Os livros de Valdomiro Silveira representam uma inovação na literatura brasileira, mas é a única que no-lo pode caracterizar ou dar-lhe um cunho nacionalista, sem que soframos os arreganhos dos nativistas que cegamente miram nos brasileirismos de cunho vernáculo a formação do idioma brasileiro com gramática própria!!!

Se escrevermos no mesmo estilo, ou parecido, de Valdomiro Silveira, conseguiremos formar uma verdadeira literatura nacional, por intermédio da formosíssima língua portuguesa. Há quem pense ao contrário. Entretanto, notamos que filólogos de Portugal e do Brasil incluem nos dicionários da língua oficial os étimos que os escritores arrancam da fala popular, ou criam pela necessidade de clareza dum pensamento. Caldas Aulette e Cândido de Figueiredo já registraram milhares de novos termos em seus dicionários.

Cândido de Figueiredo aceitou a colaboração de muitos escritores e poetas brasileiros e incluiu no seu esplêndido vocabulário milhares de brasileirismos, entre cujos colaboradores se encontra Martins Fontes, de que muito se orgulhava. E a Academia Brasileira de Letras prometeu-nos um dicionário e uma gramática que unifiquem as regras da nossa maleável sintaxe e expliquem a aplicação dos nossos vocábulos.

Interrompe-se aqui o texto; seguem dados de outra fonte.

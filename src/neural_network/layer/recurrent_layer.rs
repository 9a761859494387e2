use super::*;

/// Input clipping bound used before `exp` in the sigmoid to prevent overflow
const SIGMOID_INPUT_CLIP: f64 = 500.0;

/// Stable logistic sigmoid `1 / (1 + e^(-x))`.
///
/// Clips the input before exponentiation so extreme pre-activations saturate instead of
/// overflowing.
#[inline]
pub fn sigmoid(x: f64) -> f64 {
    let clipped_x = x.clamp(-SIGMOID_INPUT_CLIP, SIGMOID_INPUT_CLIP);
    1.0 / (1.0 + (-clipped_x).exp())
}

/// Runs an ndarray `Zip` either on the rayon pool or on the current thread.
macro_rules! zip_for_each {
    ($parallel:expr, $zip:expr, $body:expr) => {
        if $parallel {
            $zip.par_for_each($body)
        } else {
            $zip.for_each($body)
        }
    };
}

/// Block-circulant weight synthesis and its adjoint
pub mod circulant;
/// Gated recurrent cell with a block-circulant update-gate recurrent weight
pub mod circulant_gru;
/// Input validation functions for recurrent layers
mod input_validation_function;

pub use circulant::{
    accumulate_circulant, accumulate_circulant_adjoint, synthesize, validate_block_size,
};
pub use circulant_gru::{CellGradients, CirculantGRU, DEFAULT_BLOCK_SIZE, SynthesisGradient};
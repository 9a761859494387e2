use super::*;
use crate::error::IoError;
use crate::neural_network::neural_network_trait::ApplyWeights;
use serde::{Deserialize, Serialize};

/// Helper functions used by multiple weight types
mod helper_function;
/// Serializable representation of a CirculantGRU cell's weights
pub mod serializable_circulant_gru_weight;
/// Serializable representation of a Dense layer's weights
pub mod serializable_dense_weight;
/// Serializable representation of an Embedding layer's weights
pub mod serializable_embedding_weight;

use helper_function::*;
pub use serializable_circulant_gru_weight::*;
pub use serializable_dense_weight::*;
pub use serializable_embedding_weight::*;
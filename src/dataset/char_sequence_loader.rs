use crate::error::{IoError, ModelError};
use ndarray::{Array2, ArrayView2, s};
use serde::{Deserialize, Serialize};

/// Sorted set of the distinct characters of a corpus.
///
/// A character's token index is its position in the sorted set, so two vocabularies built
/// from texts with the same characters agree on every index.
///
/// # Examples
/// ```rust
/// use rustyrnn::dataset::Vocabulary;
///
/// let vocab = Vocabulary::from_text("abracadabra");
/// assert_eq!(vocab.len(), 5);
/// assert_eq!(vocab.encode("cab").unwrap(), vec![2, 0, 1]);
/// assert_eq!(vocab.decode(&[4, 0]).unwrap(), "ra");
/// ```
#[derive(Debug, Clone, PartialEq, Eq, Serialize, Deserialize)]
pub struct Vocabulary {
    chars: Vec<char>,
}

impl Vocabulary {
    /// Builds the vocabulary of every character occurring in `text`.
    pub fn from_text(text: &str) -> Self {
        Self::from_chars(text.chars())
    }

    /// Builds a vocabulary from an arbitrary character list, sorting and deduplicating it.
    pub fn from_chars<I: IntoIterator<Item = char>>(chars: I) -> Self {
        let mut chars: Vec<char> = chars.into_iter().collect();
        chars.sort_unstable();
        chars.dedup();
        Self { chars }
    }

    /// Returns the number of distinct characters
    pub fn len(&self) -> usize {
        self.chars.len()
    }

    /// Returns `true` if the vocabulary holds no characters
    pub fn is_empty(&self) -> bool {
        self.chars.is_empty()
    }

    /// Returns the token index of `c`, if it is part of the vocabulary
    pub fn index_of(&self, c: char) -> Option<usize> {
        self.chars.binary_search(&c).ok()
    }

    /// Returns the character with token index `index`, if any
    pub fn char_at(&self, index: usize) -> Option<char> {
        self.chars.get(index).copied()
    }

    /// Returns the characters in token-index order
    pub fn chars(&self) -> &[char] {
        &self.chars
    }

    /// Maps every character of `text` to its token index.
    ///
    /// # Errors
    ///
    /// - `ModelError::InputValidationError` - If `text` contains a character outside the vocabulary
    pub fn encode(&self, text: &str) -> Result<Vec<usize>, ModelError> {
        text.chars()
            .map(|c| {
                self.index_of(c).ok_or_else(|| {
                    ModelError::InputValidationError(format!(
                        "character {:?} is not in the vocabulary",
                        c
                    ))
                })
            })
            .collect()
    }

    /// Maps token indices back to text.
    ///
    /// # Errors
    ///
    /// - `ModelError::InputValidationError` - If an index is outside the vocabulary
    pub fn decode(&self, tokens: &[usize]) -> Result<String, ModelError> {
        tokens
            .iter()
            .map(|&t| {
                self.char_at(t).ok_or_else(|| {
                    ModelError::InputValidationError(format!(
                        "token index {} is outside the vocabulary of size {}",
                        t,
                        self.len()
                    ))
                })
            })
            .collect()
    }
}

/// Dataset partition a batch is drawn from.
///
/// # Variants
///
/// - `Train` - Batches used for parameter updates
/// - `Validation` - Batches used to track generalization during training
/// - `Test` - Held-out batches
#[derive(Debug, Clone, Copy, PartialEq, Eq, Hash, Serialize, Deserialize)]
pub enum Split {
    Train,
    Validation,
    Test,
}

impl Split {
    fn index(self) -> usize {
        match self {
            Split::Train => 0,
            Split::Validation => 1,
            Split::Test => 2,
        }
    }
}

/// Fractions of the batches assigned to the train and validation splits.
///
/// The test split receives whatever remains.
#[derive(Debug, Clone, Copy, PartialEq, Serialize, Deserialize)]
pub struct SplitFractions {
    train: f64,
    validation: f64,
}

impl SplitFractions {
    /// Creates split fractions.
    ///
    /// # Errors
    ///
    /// - `ModelError::InputValidationError` - If a fraction is outside `[0, 1]` or the two
    ///   sum to more than 1
    pub fn new(train: f64, validation: f64) -> Result<Self, ModelError> {
        for (name, value) in [("train", train), ("validation", validation)] {
            if !(0.0..=1.0).contains(&value) {
                return Err(ModelError::InputValidationError(format!(
                    "{} fraction must be in [0, 1], got {}",
                    name, value
                )));
            }
        }
        if train + validation > 1.0 + 1e-9 {
            return Err(ModelError::InputValidationError(format!(
                "train and validation fractions sum to {}, which exceeds 1",
                train + validation
            )));
        }
        Ok(Self { train, validation })
    }

    /// Returns the train fraction
    pub fn train(&self) -> f64 {
        self.train
    }

    /// Returns the validation fraction
    pub fn validation(&self) -> f64 {
        self.validation
    }

    /// Returns the test fraction, `1 - train - validation`
    pub fn test(&self) -> f64 {
        (1.0 - self.train - self.validation).max(0.0)
    }
}

impl Default for SplitFractions {
    fn default() -> Self {
        Self {
            train: 0.95,
            validation: 0.05,
        }
    }
}

/// Minibatch loader over a character corpus.
///
/// The encoded corpus is truncated to a multiple of `batch_size * seq_length` and laid out as
/// `batch_size` contiguous rows, so batch `k + 1` continues every row exactly where batch `k`
/// stopped. This is what allows a recurrent model to carry its state from one batch to the
/// next. Targets are the inputs shifted by one character, the final target wrapping around to
/// the first character of the corpus.
///
/// Batches are split in order: the first `floor(n * train)` batches are training batches, the
/// last `floor(n * test)` are test batches and the rest are validation batches. Each split
/// keeps its own cyclic batch pointer.
pub struct CharSequenceLoader {
    vocabulary: Vocabulary,
    batch_size: usize,
    seq_length: usize,
    x_batches: Vec<Array2<usize>>,
    y_batches: Vec<Array2<usize>>,
    split_sizes: [usize; 3],
    batch_index: [usize; 3],
}

impl CharSequenceLoader {
    /// Builds a loader from in-memory text.
    ///
    /// # Parameters
    ///
    /// - `text` - The corpus
    /// - `batch_size` - Number of parallel streams per batch
    /// - `seq_length` - Number of timesteps per batch
    /// - `split_fractions` - Train/validation fractions of the batches
    ///
    /// # Errors
    ///
    /// - `ModelError::InputValidationError` - If a size is 0, the text does not fill a single
    ///   batch, or the train split would receive no batch
    pub fn from_text(
        text: &str,
        batch_size: usize,
        seq_length: usize,
        split_fractions: SplitFractions,
    ) -> Result<Self, ModelError> {
        if batch_size == 0 || seq_length == 0 {
            return Err(ModelError::InputValidationError(format!(
                "batch_size and seq_length must be greater than 0, got {} and {}",
                batch_size, seq_length
            )));
        }
        let vocabulary = Vocabulary::from_text(text);
        let mut data = vocabulary.encode(text)?;

        let batch_len = batch_size * seq_length;
        let num_batches = data.len() / batch_len;
        if num_batches == 0 {
            return Err(ModelError::InputValidationError(format!(
                "text has {} characters, fewer than one batch of {} x {}",
                data.len(),
                batch_size,
                seq_length
            )));
        }
        data.truncate(num_batches * batch_len);

        let mut targets = data[1..].to_vec();
        targets.push(data[0]);

        let row_len = num_batches * seq_length;
        let to_rows = |stream: Vec<usize>| {
            Array2::from_shape_vec((batch_size, row_len), stream).map_err(|e| {
                ModelError::ProcessingError(format!("failed to lay out character stream: {}", e))
            })
        };
        let x_rows = to_rows(data)?;
        let y_rows = to_rows(targets)?;
        let cut = |rows: &Array2<usize>| -> Vec<Array2<usize>> {
            (0..num_batches)
                .map(|k| rows.slice(s![.., k * seq_length..(k + 1) * seq_length]).to_owned())
                .collect()
        };

        let train = (num_batches as f64 * split_fractions.train()).floor() as usize;
        let test = (num_batches as f64 * split_fractions.test()).floor() as usize;
        let validation = num_batches.saturating_sub(train + test);
        if train == 0 {
            return Err(ModelError::InputValidationError(format!(
                "{} batches leave no batch for the train split at fraction {}",
                num_batches,
                split_fractions.train()
            )));
        }

        log::debug!(
            "character loader: {} batches (train {}, validation {}, test {}), vocabulary size {}",
            num_batches,
            train,
            validation,
            test,
            vocabulary.len()
        );

        Ok(Self {
            vocabulary,
            batch_size,
            seq_length,
            x_batches: cut(&x_rows),
            y_batches: cut(&y_rows),
            split_sizes: [train, validation, num_batches - train - validation],
            batch_index: [0; 3],
        })
    }

    /// Builds a loader from a UTF-8 text file.
    ///
    /// See [`CharSequenceLoader::from_text`] for the remaining parameters.
    ///
    /// # Errors
    ///
    /// - `IoError::StdIoError` - If the file cannot be read
    /// - `IoError::ModelError` - If the text cannot be batched
    pub fn from_path(
        path: &str,
        batch_size: usize,
        seq_length: usize,
        split_fractions: SplitFractions,
    ) -> Result<Self, IoError> {
        let text = std::fs::read_to_string(path).map_err(IoError::StdIoError)?;
        Ok(Self::from_text(&text, batch_size, seq_length, split_fractions)?)
    }

    /// Returns the next `(inputs, targets)` pair of `split`, each of shape
    /// (batch_size, seq_length), wrapping around after the last batch of the split.
    ///
    /// # Errors
    ///
    /// - `ModelError::InputValidationError` - If the split holds no batches
    pub fn next_batch(
        &mut self,
        split: Split,
    ) -> Result<(ArrayView2<'_, usize>, ArrayView2<'_, usize>), ModelError> {
        let i = split.index();
        if self.split_sizes[i] == 0 {
            return Err(ModelError::InputValidationError(format!(
                "the {:?} split holds no batches",
                split
            )));
        }
        let offset: usize = self.split_sizes[..i].iter().sum();
        let k = offset + self.batch_index[i];
        self.batch_index[i] = (self.batch_index[i] + 1) % self.split_sizes[i];
        Ok((self.x_batches[k].view(), self.y_batches[k].view()))
    }

    /// Rewinds the batch pointer of `split` to its first batch
    pub fn reset_batch_pointer(&mut self, split: Split) {
        self.batch_index[split.index()] = 0;
    }

    /// Returns the number of batches in the train, validation and test splits
    pub fn split_sizes(&self) -> [usize; 3] {
        self.split_sizes
    }

    /// Returns the number of batches in `split`
    pub fn split_size(&self, split: Split) -> usize {
        self.split_sizes[split.index()]
    }

    /// Returns the vocabulary of the corpus
    pub fn vocabulary(&self) -> &Vocabulary {
        &self.vocabulary
    }

    /// Returns the number of parallel streams per batch
    pub fn batch_size(&self) -> usize {
        self.batch_size
    }

    /// Returns the number of timesteps per batch
    pub fn seq_length(&self) -> usize {
        self.seq_length
    }
}
/// Character-level corpus loading: vocabulary, minibatch layout and train/validation/test splits
pub mod char_sequence_loader;

pub use char_sequence_loader::*;
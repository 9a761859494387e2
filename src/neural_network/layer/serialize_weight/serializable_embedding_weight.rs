use super::*;

/// Serializable representation of an Embedding table.
///
/// # Fields
///
/// - `weight` - Embedding table stored as one vector per token
#[derive(Debug, Clone, PartialEq, Serialize, Deserialize)]
pub struct SerializableEmbeddingWeight {
    pub weight: Vec<Vec<f64>>,
}

impl SerializableEmbeddingWeight {
    /// Captures the current table of `layer`.
    pub fn from_layer(layer: &Embedding) -> Self {
        Self {
            weight: array2_to_vec2(layer.weight()),
        }
    }
}

impl ApplyWeights<Embedding> for SerializableEmbeddingWeight {
    fn apply_to_layer(&self, layer: &mut Embedding) -> Result<(), IoError> {
        layer.set_weights(vec2_to_array2(&self.weight)?)?;
        Ok(())
    }
}
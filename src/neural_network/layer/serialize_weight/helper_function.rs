use crate::error::IoError;
use ndarray::{Array1, Array2};

/// Converts nested row vectors into a 2D array, failing on ragged rows.
pub(super) fn vec2_to_array2(vec: &[Vec<f64>]) -> Result<Array2<f64>, IoError> {
    let rows = vec.len();
    let cols = if rows > 0 { vec[0].len() } else { 0 };
    let flat: Vec<f64> = vec.iter().flat_map(|row| row.iter().cloned()).collect();
    Array2::from_shape_vec((rows, cols), flat).map_err(|e| {
        IoError::StdIoError(std::io::Error::new(
            std::io::ErrorKind::InvalidData,
            e.to_string(),
        ))
    })
}

/// Converts a 2D array into nested row vectors.
pub(super) fn array2_to_vec2(array: &Array2<f64>) -> Vec<Vec<f64>> {
    array.outer_iter().map(|row| row.to_vec()).collect()
}

pub(super) fn vec_to_array1(vec: &[f64]) -> Array1<f64> {
    Array1::from_vec(vec.to_vec())
}
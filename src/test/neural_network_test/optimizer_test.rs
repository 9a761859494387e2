use super::*;

#[test]
fn test_adam_new_validation() {
    assert!(Adam::new(0.001, 0.9, 0.999, 1e-8).is_ok());
    assert!(Adam::new(0.0, 0.9, 0.999, 1e-8).is_err());
    assert!(Adam::new(-0.001, 0.9, 0.999, 1e-8).is_err());
    assert!(Adam::new(0.001, 1.0, 0.999, 1e-8).is_err());
    assert!(Adam::new(0.001, 0.9, -0.1, 1e-8).is_err());
    assert!(Adam::new(0.001, 0.9, 0.999, 0.0).is_err());
    assert!(Adam::new(f64::NAN, 0.9, 0.999, 1e-8).is_err());
}

#[test]
fn test_adam_step_sequence() {
    let mut adam = Adam::new(0.01, 0.9, 0.999, 1e-8).unwrap();
    let mut params = array![1.0, 2.0, 3.0];
    let grads = array![0.1, -0.2, 0.0];

    adam.step(params.view_mut(), grads.view()).unwrap();
    adam.step(params.view_mut(), grads.view()).unwrap();

    assert_eq!(adam.timestep(), 2);
    // a constant gradient keeps the bias-corrected ratio at one
    assert_relative_eq!(params[0], 1.0 - 0.02, epsilon = 1e-6);
    assert_relative_eq!(params[1], 2.0 + 0.02, epsilon = 1e-6);
    assert_relative_eq!(params[2], 3.0, epsilon = 1e-12);
}

#[test]
fn test_rms_prop_step() {
    let mut rms = RMSprop::new(0.01, 0.95, 1e-8).unwrap();
    let mut params = array![1.0, -1.0];
    let grads = array![0.5, -2.0];

    rms.step(params.view_mut(), grads.view()).unwrap();

    // s = 0.05 * g^2, so the step is lr / sqrt(0.05) in the direction of -g
    let step = 0.01 / (0.05f64).sqrt();
    assert_relative_eq!(params[0], 1.0 - step, epsilon = 1e-6);
    assert_relative_eq!(params[1], -1.0 + step, epsilon = 1e-6);
}

#[test]
fn test_rms_prop_new_validation() {
    assert!(RMSprop::new(0.002, 0.95, 1e-8).is_ok());
    assert!(RMSprop::new(0.002, 1.5, 1e-8).is_err());
    assert!(RMSprop::new(-0.002, 0.95, 1e-8).is_err());
    assert!(RMSprop::new(0.002, 0.95, -1e-8).is_err());
}

#[test]
fn test_optimizer_rejects_length_change() {
    let mut rms = RMSprop::new(0.01, 0.95, 1e-8).unwrap();
    let mut params = array![1.0, -1.0];
    rms.step(params.view_mut(), array![0.1, 0.1].view()).unwrap();

    let mut longer = array![1.0, -1.0, 0.0];
    assert!(matches!(
        rms.step(longer.view_mut(), array![0.1, 0.1, 0.1].view()),
        Err(ModelError::InputValidationError(_))
    ));
    assert!(matches!(
        rms.step(params.view_mut(), array![0.1].view()),
        Err(ModelError::InputValidationError(_))
    ));
}

#[test]
fn test_set_learning_rate() {
    let mut adam = Adam::new(0.01, 0.9, 0.999, 1e-8).unwrap();
    adam.set_learning_rate(0.005).unwrap();
    assert_eq!(adam.learning_rate(), 0.005);
    assert!(adam.set_learning_rate(0.0).is_err());
    assert_eq!(adam.learning_rate(), 0.005);
}

#[test]
fn test_clip_gradients() {
    let mut grads = array![-10.0, -0.5, 0.0, 3.0, 7.0];
    clip_gradients(grads.view_mut(), 5.0).unwrap();
    assert_eq!(grads, array![-5.0, -0.5, 0.0, 3.0, 5.0]);

    assert!(clip_gradients(grads.view_mut(), 0.0).is_err());
}

#[test]
fn test_clip_gradients_large_vector() {
    let mut grads = Array1::from_shape_fn(4096, |i| i as f64 - 2048.0);
    clip_gradients(grads.view_mut(), 1.0).unwrap();
    assert!(grads.iter().all(|g| (-1.0..=1.0).contains(g)));
    assert_eq!(grads[0], -1.0);
    assert_eq!(grads[2048], 0.0);
}

#[test]
fn test_flatten_and_load_parameters() {
    let mut cell = CirculantGRU::with_seed(2, 2, 1, 4).unwrap();
    let flat = flatten_parameters(&cell);
    assert_eq!(flat.len(), cell.param_count());

    let replaced = Array1::from_shape_fn(flat.len(), |i| i as f64);
    load_flat_parameters(&mut cell, replaced.view()).unwrap();
    assert_eq!(cell.weight()[[0, 0]], 0.0);
    assert_eq!(cell.weight()[[0, 1]], 1.0);
    assert_eq!(cell.bias()[0], 24.0);
    assert_eq!(flatten_parameters(&cell), replaced);

    assert!(load_flat_parameters(&mut cell, array![1.0].view()).is_err());
    assert_eq!(flatten_gradients(&cell).len(), flat.len());
}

Devemos, pois, a Valdomiro Silveira a criação do vocabulário paulista, introduzindo-o na literatura brasileira, do qual Martins Fontes se serviu estilizando alguns modismos, nas poesias de Paulistânia. Martins Fontes consagrou o mestre em seus versos, igualando-o à água pela bondade e comparando-o à luz pelo gênio, sem poder distinguir qual a que mais o seduzia, porque duma irradia claridade e doutra provém consolação.

Sábio e santo, divino e perfeito, amigo e irmão, Valdomiro Silveira foi uma das adorações de Martins Fontes que, como confessava, sentia glória de ter vivido com ele. Martins Fontes admirava a placidez daquele ser privilegiado que, mesmo dormindo, parecia em fervência, a dispersar energia, como um vergel, sob encantado silêncio, na tranquilidade e inconsciência da frutificação, a cogitar os seus contos onde pinta o sertão paulista, retrata um pássaro, evoca um arbusto com nome próprio; faz-nos ver num traço o fulvor dos guarás, o azul da pariru, dos rebentãozais, salvás, vassourais, capoeirões, vegetações virgens de riqueza assombrosa a orvalheira a nimbar a peúva, a garoa prateada, o airoso suruquá, o pavô de peito avermelhado; e, afinal, os costumes do povo com suas roupagens, a gente heroica, nobre, inconfundível, que Valdomiro Silveira, o Poeta da Raça, o intérprete das nossas tradições, bendiz e glorifica.